AVAILABLE RECORDS:
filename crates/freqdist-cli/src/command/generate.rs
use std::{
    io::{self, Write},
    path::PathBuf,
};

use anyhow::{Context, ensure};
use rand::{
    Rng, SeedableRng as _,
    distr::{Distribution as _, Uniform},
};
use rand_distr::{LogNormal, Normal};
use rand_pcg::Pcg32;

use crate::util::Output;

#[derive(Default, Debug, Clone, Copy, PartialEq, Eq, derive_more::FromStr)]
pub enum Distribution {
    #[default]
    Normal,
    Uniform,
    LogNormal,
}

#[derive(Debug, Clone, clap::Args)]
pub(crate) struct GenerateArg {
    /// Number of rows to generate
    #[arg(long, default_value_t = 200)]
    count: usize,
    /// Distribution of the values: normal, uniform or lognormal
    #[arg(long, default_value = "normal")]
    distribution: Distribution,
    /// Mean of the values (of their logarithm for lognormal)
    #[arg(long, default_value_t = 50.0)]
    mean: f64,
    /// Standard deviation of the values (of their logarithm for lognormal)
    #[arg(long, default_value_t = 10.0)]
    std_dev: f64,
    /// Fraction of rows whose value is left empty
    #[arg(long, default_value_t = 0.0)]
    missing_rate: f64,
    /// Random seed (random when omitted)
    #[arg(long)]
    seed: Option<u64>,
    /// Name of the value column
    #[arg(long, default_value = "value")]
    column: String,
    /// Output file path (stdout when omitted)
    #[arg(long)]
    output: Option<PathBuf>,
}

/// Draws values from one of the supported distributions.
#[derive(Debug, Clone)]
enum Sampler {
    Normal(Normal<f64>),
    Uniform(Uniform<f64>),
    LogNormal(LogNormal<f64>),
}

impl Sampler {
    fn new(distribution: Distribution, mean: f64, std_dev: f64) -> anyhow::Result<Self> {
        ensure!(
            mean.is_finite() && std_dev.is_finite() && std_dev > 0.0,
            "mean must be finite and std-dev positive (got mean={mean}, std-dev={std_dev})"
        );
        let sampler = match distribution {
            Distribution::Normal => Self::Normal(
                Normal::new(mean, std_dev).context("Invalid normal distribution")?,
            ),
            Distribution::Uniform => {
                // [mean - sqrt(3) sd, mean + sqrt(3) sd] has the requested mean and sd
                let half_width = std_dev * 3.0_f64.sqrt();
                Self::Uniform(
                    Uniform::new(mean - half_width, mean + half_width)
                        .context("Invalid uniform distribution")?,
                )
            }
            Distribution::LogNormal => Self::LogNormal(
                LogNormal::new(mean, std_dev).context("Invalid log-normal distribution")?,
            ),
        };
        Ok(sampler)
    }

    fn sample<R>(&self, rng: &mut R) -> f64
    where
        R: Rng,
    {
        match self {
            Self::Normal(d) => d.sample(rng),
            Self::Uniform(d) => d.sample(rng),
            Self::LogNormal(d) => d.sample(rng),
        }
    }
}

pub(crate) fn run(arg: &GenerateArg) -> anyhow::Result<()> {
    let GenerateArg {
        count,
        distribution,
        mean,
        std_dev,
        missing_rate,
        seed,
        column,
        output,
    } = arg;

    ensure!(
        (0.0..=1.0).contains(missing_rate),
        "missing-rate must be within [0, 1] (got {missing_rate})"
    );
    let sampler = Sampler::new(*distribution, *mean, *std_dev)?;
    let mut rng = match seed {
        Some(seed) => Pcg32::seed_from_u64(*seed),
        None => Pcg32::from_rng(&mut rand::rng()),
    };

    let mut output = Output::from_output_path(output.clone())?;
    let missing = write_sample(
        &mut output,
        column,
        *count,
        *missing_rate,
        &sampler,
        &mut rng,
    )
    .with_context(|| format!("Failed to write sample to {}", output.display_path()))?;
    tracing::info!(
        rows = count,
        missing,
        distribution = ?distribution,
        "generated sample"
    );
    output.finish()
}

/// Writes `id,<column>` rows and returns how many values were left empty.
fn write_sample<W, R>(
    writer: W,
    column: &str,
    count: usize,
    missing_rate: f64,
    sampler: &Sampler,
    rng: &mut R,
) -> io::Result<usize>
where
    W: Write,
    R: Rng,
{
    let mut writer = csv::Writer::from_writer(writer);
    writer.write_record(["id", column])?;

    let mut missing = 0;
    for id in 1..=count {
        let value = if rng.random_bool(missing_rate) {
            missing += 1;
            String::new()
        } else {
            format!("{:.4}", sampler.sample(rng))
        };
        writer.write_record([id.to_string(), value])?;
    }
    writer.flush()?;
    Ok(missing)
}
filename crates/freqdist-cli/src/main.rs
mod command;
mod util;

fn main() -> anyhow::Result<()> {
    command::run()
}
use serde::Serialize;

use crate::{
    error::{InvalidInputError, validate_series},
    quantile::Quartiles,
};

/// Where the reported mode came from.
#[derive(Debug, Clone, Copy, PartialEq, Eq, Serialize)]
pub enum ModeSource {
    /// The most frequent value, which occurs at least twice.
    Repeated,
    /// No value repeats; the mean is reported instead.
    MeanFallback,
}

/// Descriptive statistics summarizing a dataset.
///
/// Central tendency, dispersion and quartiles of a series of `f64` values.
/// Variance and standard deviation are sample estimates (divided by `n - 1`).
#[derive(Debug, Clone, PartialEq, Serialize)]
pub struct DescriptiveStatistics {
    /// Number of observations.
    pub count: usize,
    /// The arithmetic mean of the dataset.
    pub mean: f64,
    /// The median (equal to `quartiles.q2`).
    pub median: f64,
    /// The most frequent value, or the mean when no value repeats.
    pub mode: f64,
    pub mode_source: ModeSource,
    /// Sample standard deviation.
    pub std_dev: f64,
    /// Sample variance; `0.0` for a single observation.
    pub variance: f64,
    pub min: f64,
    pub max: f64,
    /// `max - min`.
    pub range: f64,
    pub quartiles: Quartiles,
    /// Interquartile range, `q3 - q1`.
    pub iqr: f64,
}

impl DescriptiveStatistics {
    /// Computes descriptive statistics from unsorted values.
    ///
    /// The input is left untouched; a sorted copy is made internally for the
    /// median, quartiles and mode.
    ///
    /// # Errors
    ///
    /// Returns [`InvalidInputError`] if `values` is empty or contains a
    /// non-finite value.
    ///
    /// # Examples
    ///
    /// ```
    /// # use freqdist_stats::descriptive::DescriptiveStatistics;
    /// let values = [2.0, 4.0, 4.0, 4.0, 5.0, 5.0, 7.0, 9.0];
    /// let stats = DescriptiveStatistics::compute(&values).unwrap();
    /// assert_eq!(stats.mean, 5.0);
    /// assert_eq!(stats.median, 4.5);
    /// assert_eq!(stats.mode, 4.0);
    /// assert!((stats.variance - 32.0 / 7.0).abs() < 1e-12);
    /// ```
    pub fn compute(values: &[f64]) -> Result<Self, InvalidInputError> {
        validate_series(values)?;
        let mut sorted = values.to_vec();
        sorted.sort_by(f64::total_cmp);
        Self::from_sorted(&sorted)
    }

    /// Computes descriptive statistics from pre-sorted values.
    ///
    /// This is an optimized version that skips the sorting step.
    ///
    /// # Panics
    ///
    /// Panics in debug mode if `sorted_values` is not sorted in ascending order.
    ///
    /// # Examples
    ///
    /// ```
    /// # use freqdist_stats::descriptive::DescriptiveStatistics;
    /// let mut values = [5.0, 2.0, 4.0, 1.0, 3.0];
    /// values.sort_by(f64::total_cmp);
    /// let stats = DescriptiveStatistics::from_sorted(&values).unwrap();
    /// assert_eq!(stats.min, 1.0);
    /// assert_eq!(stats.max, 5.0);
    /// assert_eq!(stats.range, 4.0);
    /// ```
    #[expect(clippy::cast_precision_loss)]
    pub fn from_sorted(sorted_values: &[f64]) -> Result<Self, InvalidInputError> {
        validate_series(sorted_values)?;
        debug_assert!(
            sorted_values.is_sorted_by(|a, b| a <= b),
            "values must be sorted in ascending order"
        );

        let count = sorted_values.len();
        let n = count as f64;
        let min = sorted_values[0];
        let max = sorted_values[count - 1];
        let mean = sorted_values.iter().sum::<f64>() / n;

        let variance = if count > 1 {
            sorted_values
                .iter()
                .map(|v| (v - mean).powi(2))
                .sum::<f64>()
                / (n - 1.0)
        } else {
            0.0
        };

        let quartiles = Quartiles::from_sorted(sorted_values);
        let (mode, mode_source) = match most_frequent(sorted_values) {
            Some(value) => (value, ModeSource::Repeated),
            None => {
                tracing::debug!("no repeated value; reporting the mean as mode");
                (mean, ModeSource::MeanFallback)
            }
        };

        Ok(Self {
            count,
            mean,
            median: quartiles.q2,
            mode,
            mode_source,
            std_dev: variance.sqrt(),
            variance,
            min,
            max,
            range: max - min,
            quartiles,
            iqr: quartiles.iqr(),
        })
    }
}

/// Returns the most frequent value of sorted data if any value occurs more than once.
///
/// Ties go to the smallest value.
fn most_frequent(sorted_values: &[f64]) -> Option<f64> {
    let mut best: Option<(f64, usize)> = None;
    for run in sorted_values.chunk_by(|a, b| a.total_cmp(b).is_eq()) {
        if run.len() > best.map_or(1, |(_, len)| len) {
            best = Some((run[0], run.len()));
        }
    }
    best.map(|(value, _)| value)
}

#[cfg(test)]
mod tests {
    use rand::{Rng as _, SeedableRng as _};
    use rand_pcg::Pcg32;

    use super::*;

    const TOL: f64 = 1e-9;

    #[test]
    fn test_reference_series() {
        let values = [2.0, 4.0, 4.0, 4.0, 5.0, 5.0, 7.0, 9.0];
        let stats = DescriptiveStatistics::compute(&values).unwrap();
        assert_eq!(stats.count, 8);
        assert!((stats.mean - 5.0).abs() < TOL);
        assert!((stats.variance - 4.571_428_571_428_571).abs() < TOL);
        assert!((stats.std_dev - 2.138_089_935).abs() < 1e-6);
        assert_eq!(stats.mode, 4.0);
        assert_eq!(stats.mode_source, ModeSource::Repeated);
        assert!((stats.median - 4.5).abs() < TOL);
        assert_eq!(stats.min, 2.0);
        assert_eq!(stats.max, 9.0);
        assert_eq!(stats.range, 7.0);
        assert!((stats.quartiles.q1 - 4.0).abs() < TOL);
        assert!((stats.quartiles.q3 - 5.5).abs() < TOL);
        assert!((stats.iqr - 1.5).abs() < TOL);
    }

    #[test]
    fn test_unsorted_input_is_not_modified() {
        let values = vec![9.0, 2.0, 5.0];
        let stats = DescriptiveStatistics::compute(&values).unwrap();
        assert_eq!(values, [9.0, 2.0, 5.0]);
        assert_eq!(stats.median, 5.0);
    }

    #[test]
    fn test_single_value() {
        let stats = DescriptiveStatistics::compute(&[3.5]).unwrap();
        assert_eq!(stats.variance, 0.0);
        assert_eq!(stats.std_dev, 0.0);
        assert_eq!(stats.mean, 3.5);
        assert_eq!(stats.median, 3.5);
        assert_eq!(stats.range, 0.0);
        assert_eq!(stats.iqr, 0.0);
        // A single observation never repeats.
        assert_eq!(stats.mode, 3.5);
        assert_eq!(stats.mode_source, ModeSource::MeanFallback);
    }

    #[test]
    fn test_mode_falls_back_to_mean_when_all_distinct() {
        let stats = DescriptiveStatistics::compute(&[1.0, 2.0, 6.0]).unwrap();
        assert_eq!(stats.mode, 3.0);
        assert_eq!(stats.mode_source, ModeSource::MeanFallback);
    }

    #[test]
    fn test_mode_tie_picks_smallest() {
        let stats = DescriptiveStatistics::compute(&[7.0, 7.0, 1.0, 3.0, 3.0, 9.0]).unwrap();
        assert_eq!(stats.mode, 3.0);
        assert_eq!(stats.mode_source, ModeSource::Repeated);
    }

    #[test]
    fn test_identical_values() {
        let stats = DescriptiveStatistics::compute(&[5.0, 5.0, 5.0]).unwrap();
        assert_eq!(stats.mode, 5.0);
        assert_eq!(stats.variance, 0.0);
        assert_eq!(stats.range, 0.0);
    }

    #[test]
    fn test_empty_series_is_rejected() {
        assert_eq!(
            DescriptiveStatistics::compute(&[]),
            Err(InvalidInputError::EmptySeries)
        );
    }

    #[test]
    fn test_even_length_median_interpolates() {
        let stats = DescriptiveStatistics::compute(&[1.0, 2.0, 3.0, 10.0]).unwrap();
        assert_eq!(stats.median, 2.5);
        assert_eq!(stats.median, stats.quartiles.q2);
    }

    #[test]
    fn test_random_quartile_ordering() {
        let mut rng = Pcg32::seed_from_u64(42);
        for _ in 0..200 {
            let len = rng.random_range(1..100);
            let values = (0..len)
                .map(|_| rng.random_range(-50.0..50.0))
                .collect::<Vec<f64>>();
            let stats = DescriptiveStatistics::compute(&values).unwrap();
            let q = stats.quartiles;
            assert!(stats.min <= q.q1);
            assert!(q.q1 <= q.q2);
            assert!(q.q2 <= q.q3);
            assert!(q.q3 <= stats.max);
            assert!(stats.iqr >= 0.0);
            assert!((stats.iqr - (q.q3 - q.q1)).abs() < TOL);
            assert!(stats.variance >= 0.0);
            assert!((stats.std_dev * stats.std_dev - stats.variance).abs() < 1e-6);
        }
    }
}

EXERCISE:
Go back to the listing above. Copy word for word the lines from the one with "(stdout when omitted)" through the one with "mean.is_finite() && std_dev.is_finite()", and nothing more.

EXERCISE ANSWER:
    /// Output file path (stdout when omitted)
    #[arg(long)]
    output: Option<PathBuf>,
}

/// Draws values from one of the supported distributions.
#[derive(Debug, Clone)]
enum Sampler {
    Normal(Normal<f64>),
    Uniform(Uniform<f64>),
    LogNormal(LogNormal<f64>),
}

impl Sampler {
    fn new(distribution: Distribution, mean: f64, std_dev: f64) -> anyhow::Result<Self> {
        ensure!(
            mean.is_finite() && std_dev.is_finite() && std_dev > 0.0,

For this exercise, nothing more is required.